◆ WORK REQUIRED ◆
Gather each line of the entries below that includes "return".

********************

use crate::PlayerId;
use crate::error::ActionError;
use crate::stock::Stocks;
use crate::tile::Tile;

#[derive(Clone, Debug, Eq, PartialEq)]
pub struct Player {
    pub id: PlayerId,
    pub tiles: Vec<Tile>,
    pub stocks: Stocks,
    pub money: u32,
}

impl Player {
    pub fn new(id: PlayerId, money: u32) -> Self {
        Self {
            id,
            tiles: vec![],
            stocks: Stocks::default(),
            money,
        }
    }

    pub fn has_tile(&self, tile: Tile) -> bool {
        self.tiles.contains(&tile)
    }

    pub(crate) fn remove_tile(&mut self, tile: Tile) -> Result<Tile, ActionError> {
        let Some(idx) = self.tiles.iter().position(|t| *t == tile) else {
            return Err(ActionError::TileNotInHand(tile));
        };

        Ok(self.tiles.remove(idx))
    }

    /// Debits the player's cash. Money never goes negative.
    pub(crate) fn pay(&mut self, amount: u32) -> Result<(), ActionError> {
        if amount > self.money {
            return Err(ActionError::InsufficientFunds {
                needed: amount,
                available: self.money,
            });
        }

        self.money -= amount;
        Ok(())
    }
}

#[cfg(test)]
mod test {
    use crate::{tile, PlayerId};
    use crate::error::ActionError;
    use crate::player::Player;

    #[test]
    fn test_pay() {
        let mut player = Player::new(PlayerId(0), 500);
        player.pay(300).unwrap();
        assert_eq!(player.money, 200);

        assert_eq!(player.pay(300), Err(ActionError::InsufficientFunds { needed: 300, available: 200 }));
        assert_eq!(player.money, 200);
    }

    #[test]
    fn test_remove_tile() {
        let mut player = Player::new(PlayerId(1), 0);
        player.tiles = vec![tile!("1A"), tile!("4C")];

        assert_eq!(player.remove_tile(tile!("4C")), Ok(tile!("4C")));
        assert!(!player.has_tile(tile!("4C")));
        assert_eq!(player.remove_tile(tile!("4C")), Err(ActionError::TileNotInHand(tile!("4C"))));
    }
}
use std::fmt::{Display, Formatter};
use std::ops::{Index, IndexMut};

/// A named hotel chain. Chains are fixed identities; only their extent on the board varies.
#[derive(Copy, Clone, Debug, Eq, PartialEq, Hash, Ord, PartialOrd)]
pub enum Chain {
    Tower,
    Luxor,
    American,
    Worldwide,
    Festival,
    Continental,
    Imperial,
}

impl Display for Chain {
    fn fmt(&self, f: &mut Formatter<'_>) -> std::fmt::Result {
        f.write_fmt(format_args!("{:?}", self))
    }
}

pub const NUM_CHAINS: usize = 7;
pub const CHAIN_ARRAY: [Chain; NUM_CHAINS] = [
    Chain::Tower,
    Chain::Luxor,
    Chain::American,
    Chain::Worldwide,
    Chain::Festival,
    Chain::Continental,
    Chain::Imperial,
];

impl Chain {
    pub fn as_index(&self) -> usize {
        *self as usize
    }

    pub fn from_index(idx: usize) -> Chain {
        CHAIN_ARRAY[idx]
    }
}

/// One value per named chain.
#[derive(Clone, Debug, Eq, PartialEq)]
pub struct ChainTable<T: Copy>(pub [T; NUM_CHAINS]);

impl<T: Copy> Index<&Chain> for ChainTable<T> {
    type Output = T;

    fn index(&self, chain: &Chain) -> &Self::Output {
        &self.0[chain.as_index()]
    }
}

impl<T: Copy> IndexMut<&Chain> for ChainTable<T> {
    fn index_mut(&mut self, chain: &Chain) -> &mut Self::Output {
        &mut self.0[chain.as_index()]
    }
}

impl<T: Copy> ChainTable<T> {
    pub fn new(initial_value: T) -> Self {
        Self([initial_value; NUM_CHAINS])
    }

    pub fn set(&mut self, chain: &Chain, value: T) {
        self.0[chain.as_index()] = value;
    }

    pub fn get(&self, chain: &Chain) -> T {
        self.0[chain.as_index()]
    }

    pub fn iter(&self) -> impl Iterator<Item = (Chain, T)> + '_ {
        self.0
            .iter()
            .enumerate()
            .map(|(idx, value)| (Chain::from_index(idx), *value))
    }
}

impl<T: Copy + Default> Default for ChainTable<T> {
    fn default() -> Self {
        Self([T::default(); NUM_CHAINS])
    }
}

********************

◆ COMPLETED TASK ◆
            return Err(ActionError::TileNotInHand(tile));
            return Err(ActionError::InsufficientFunds {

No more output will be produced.